After Sasha’s first year in Bolshoi Theatre, her mother is offered a job teaching anatomy at Leningrad Medical School, packs up the forty-nine years of her Ivanovo life, and takes a train a thousand kilometers northwest to live with her daughter. Sasha has become accustomed to living alone, and the prospect of living with her mother, again, stirs up anxiety and conflict. Is she still going to try to control Sasha’s life, the way she did in Ivanovo? Will she be capable of understanding that Sasha is now an adult? That she will be living in Sasha’s apartment, no longer in the provinces?

It is the end of July, and the rains have already washed the summer dust off the city streets when Sasha meets her at the Central railway station.

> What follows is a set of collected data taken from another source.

//! Audit log domain models.
//!
//! Administrative changes are appended to `audit_logs` and never updated.

use chrono::{DateTime, Utc};
use serde::{Deserialize, Serialize};
use serde_json::Value as JsonValue;
use std::str::FromStr;

/// Resource types that can be audited.
#[derive(Debug, Clone, Copy, PartialEq, Eq, Serialize, Deserialize)]
#[serde(rename_all = "snake_case")]
pub enum ResourceType {
    Settings,
    Building,
    Network,
    Device,
    Extension,
}

impl FromStr for ResourceType {
    type Err = String;

    fn from_str(s: &str) -> Result<Self, Self::Err> {
        match s.to_lowercase().as_str() {
            "settings" => Ok(ResourceType::Settings),
            "building" => Ok(ResourceType::Building),
            "network" => Ok(ResourceType::Network),
            "device" => Ok(ResourceType::Device),
            "extension" => Ok(ResourceType::Extension),
            _ => Err(format!("Unknown resource type: {}", s)),
        }
    }
}

impl std::fmt::Display for ResourceType {
    fn fmt(&self, f: &mut std::fmt::Formatter<'_>) -> std::fmt::Result {
        match self {
            ResourceType::Settings => write!(f, "settings"),
            ResourceType::Building => write!(f, "building"),
            ResourceType::Network => write!(f, "network"),
            ResourceType::Device => write!(f, "device"),
            ResourceType::Extension => write!(f, "extension"),
        }
    }
}

/// Audited actions, formatted as `resource.operation`.
#[derive(Debug, Clone, Copy, PartialEq, Eq, Serialize, Deserialize)]
#[serde(rename_all = "snake_case")]
pub enum AuditAction {
    SettingsUpdate,
    BuildingCreate,
    BuildingDelete,
    NetworkCreate,
    NetworkDelete,
    DeviceCreate,
    DeviceDelete,
    DeviceStatusSync,
    DeviceCleanup,
    ExtensionCreate,
    ExtensionDelete,
}

impl AuditAction {
    pub fn resource_type(&self) -> ResourceType {
        match self {
            AuditAction::SettingsUpdate => ResourceType::Settings,
            AuditAction::BuildingCreate | AuditAction::BuildingDelete => ResourceType::Building,
            AuditAction::NetworkCreate | AuditAction::NetworkDelete => ResourceType::Network,
            AuditAction::DeviceCreate
            | AuditAction::DeviceDelete
            | AuditAction::DeviceStatusSync
            | AuditAction::DeviceCleanup => ResourceType::Device,
            AuditAction::ExtensionCreate | AuditAction::ExtensionDelete => ResourceType::Extension,
        }
    }
}

impl std::fmt::Display for AuditAction {
    fn fmt(&self, f: &mut std::fmt::Formatter<'_>) -> std::fmt::Result {
        let s = match self {
            AuditAction::SettingsUpdate => "settings.update",
            AuditAction::BuildingCreate => "building.create",
            AuditAction::BuildingDelete => "building.delete",
            AuditAction::NetworkCreate => "network.create",
            AuditAction::NetworkDelete => "network.delete",
            AuditAction::DeviceCreate => "device.create",
            AuditAction::DeviceDelete => "device.delete",
            AuditAction::DeviceStatusSync => "device.status_sync",
            AuditAction::DeviceCleanup => "device.cleanup",
            AuditAction::ExtensionCreate => "extension.create",
            AuditAction::ExtensionDelete => "extension.delete",
        };
        f.write_str(s)
    }
}

/// A stored audit entry.
#[derive(Debug, Clone, Serialize)]
#[serde(rename_all = "snake_case")]
pub struct AuditLog {
    pub id: i64,
    pub action: String,
    pub resource_type: String,
    pub resource_id: Option<String>,
    pub summary: String,
    #[serde(skip_serializing_if = "Option::is_none")]
    pub details: Option<JsonValue>,
    #[serde(skip_serializing_if = "Option::is_none")]
    pub request_id: Option<String>,
    pub created_at: DateTime<Utc>,
}

/// Input for appending an audit entry.
#[derive(Debug, Clone)]
pub struct NewAuditEntry {
    pub action: AuditAction,
    pub resource_id: Option<String>,
    pub summary: String,
    pub details: Option<JsonValue>,
    pub request_id: Option<String>,
}

impl NewAuditEntry {
    pub fn new(action: AuditAction, summary: impl Into<String>) -> Self {
        Self {
            action,
            resource_id: None,
            summary: summary.into(),
            details: None,
            request_id: None,
        }
    }

    pub fn resource(mut self, id: impl ToString) -> Self {
        self.resource_id = Some(id.to_string());
        self
    }

    pub fn details(mut self, details: JsonValue) -> Self {
        self.details = Some(details);
        self
    }

    pub fn request_id(mut self, request_id: impl Into<String>) -> Self {
        self.request_id = Some(request_id.into());
        self
    }
}

/// Query parameters for listing audit entries.
#[derive(Debug, Clone, Default, Deserialize)]
pub struct ListAuditLogsQuery {
    pub limit: Option<i64>,
    pub cursor: Option<String>,
    pub resource_type: Option<String>,
}

/// One page of audit entries, newest first.
#[derive(Debug, Clone, Serialize)]
pub struct ListAuditLogsResponse {
    pub entries: Vec<AuditLog>,
    #[serde(skip_serializing_if = "Option::is_none")]
    pub next_cursor: Option<String>,
}
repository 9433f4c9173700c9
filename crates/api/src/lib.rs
pub mod app;
pub mod config;
pub mod error;
pub mod jobs;
pub mod middleware;
pub mod routes;
pub mod services;
//! HTTP middleware components.

pub mod logging;
pub mod metrics;
pub mod trace_id;

pub use metrics::{init_metrics, metrics_handler, metrics_middleware};
pub use trace_id::{trace_id, RequestId, REQUEST_ID_HEADER};
//! Device (IP phone) domain model.

use chrono::{DateTime, Utc};
use serde::{Deserialize, Serialize};
use std::str::FromStr;
use validator::Validate;

use super::device_activity::{SAMPLE_OFFLINE, SAMPLE_ONLINE};
use super::extension::Extension;

/// Reachability of a device as last reported.
#[derive(Debug, Clone, Copy, PartialEq, Eq, Hash, Serialize, Deserialize)]
#[serde(rename_all = "lowercase")]
pub enum DeviceStatus {
    Online,
    Offline,
}

impl DeviceStatus {
    pub fn as_str(&self) -> &'static str {
        match self {
            DeviceStatus::Online => "online",
            DeviceStatus::Offline => "offline",
        }
    }

    /// Code written into the daily activity sample array.
    pub fn sample_code(&self) -> i32 {
        match self {
            DeviceStatus::Online => SAMPLE_ONLINE,
            DeviceStatus::Offline => SAMPLE_OFFLINE,
        }
    }
}

impl FromStr for DeviceStatus {
    type Err = String;

    fn from_str(s: &str) -> Result<Self, Self::Err> {
        match s.to_lowercase().as_str() {
            "online" => Ok(DeviceStatus::Online),
            "offline" => Ok(DeviceStatus::Offline),
            _ => Err(format!("Unknown device status: {}", s)),
        }
    }
}

impl std::fmt::Display for DeviceStatus {
    fn fmt(&self, f: &mut std::fmt::Formatter<'_>) -> std::fmt::Result {
        f.write_str(self.as_str())
    }
}

/// A monitored device.
#[derive(Debug, Clone, Serialize, Deserialize)]
#[serde(rename_all = "snake_case")]
pub struct Device {
    pub id: i64,
    pub mac_address: String,
    pub ip_address: String,
    pub network_id: i64,
    pub status: DeviceStatus,
    pub is_critical: bool,
    pub owner: Option<String>,
    pub created_at: DateTime<Utc>,
    pub updated_at: DateTime<Utc>,
}

/// Request payload for creating a device.
#[derive(Debug, Clone, Deserialize, Validate)]
pub struct CreateDeviceRequest {
    #[validate(custom(function = "shared::validation::validate_mac_address"))]
    pub mac_address: String,

    #[validate(custom(function = "shared::validation::validate_ip_address"))]
    pub ip_address: String,

    pub network_id: i64,

    #[serde(default = "default_status")]
    pub status: DeviceStatus,

    #[serde(default)]
    pub is_critical: bool,

    #[validate(length(max = 255, message = "Owner must be at most 255 characters"))]
    pub owner: Option<String>,
}

/// Request payload for a partial device update.
#[derive(Debug, Clone, Deserialize, Validate)]
pub struct UpdateDeviceRequest {
    #[validate(custom(function = "shared::validation::validate_mac_address"))]
    pub mac_address: Option<String>,

    #[validate(custom(function = "shared::validation::validate_ip_address"))]
    pub ip_address: Option<String>,

    pub network_id: Option<i64>,

    pub is_critical: Option<bool>,

    #[validate(length(max = 255, message = "Owner must be at most 255 characters"))]
    pub owner: Option<String>,
}

/// Request payload for a single status change.
#[derive(Debug, Clone, Deserialize)]
pub struct UpdateStatusRequest {
    pub status: DeviceStatus,
}

/// One entry of a bulk status sync, keyed by IP address.
#[derive(Debug, Clone, Serialize, Deserialize, Validate)]
pub struct StatusSyncItem {
    #[validate(custom(function = "shared::validation::validate_ip_address"))]
    pub ip_address: String,
    pub status: DeviceStatus,
}

/// Bulk status update.
#[derive(Debug, Clone, Deserialize, Validate)]
pub struct StatusSyncRequest {
    #[validate(length(min = 1, max = 5000, message = "Between 1 and 5000 updates are allowed"))]
    #[validate(nested)]
    pub updates: Vec<StatusSyncItem>,
}

/// Outcome of a bulk status update.
#[derive(Debug, Clone, Serialize)]
#[serde(rename_all = "snake_case")]
pub struct StatusSyncResponse {
    pub updated: u64,
    pub unknown_ip_addresses: Vec<String>,
    pub networks_recounted: usize,
}

/// Listing filters (`/devices?network_id=3&status=offline`).
#[derive(Debug, Clone, Default, Deserialize)]
pub struct ListDevicesQuery {
    pub network_id: Option<i64>,
    pub status: Option<DeviceStatus>,
    pub is_critical: Option<bool>,
    pub page: Option<i64>,
    pub per_page: Option<i64>,
}

/// One page of devices.
#[derive(Debug, Clone, Serialize)]
pub struct ListDevicesResponse {
    pub devices: Vec<Device>,
    pub page: i64,
    pub per_page: i64,
    pub total: i64,
}

/// Single device with its registered extensions.
#[derive(Debug, Clone, Serialize)]
pub struct DeviceDetail {
    #[serde(flatten)]
    pub device: Device,
    pub extensions: Vec<Extension>,
}

fn default_status() -> DeviceStatus {
    DeviceStatus::Offline
}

They heave her two suitcases past the bust of Lenin presiding over the waiting hall and take bus 22 to her new apartment on the sixth floor of the corner building everyone calls by its prerevolutionary name of the Fairy Tale House. In a book on Leningrad history, her new place of residence is decorated with exquisite tiles picturing scenes from Russian fairy tales. There is no trace of those tiles left. The building was badly damaged during the siege of Leningrad in 1941, and the massive postwar restoration could not afford to focus on the aesthetic. Her mother and Sasha haul the suitcases through the front door only to discover that the elevator is out of order, and it takes them twenty minutes of tugging and resting between floors to hoist them up the six endless flights of stairs. When they reach the top, her mother, red-faced and breathless, dubs Sasha’s building the Reality House, and from that day on, the name will stick with both of them.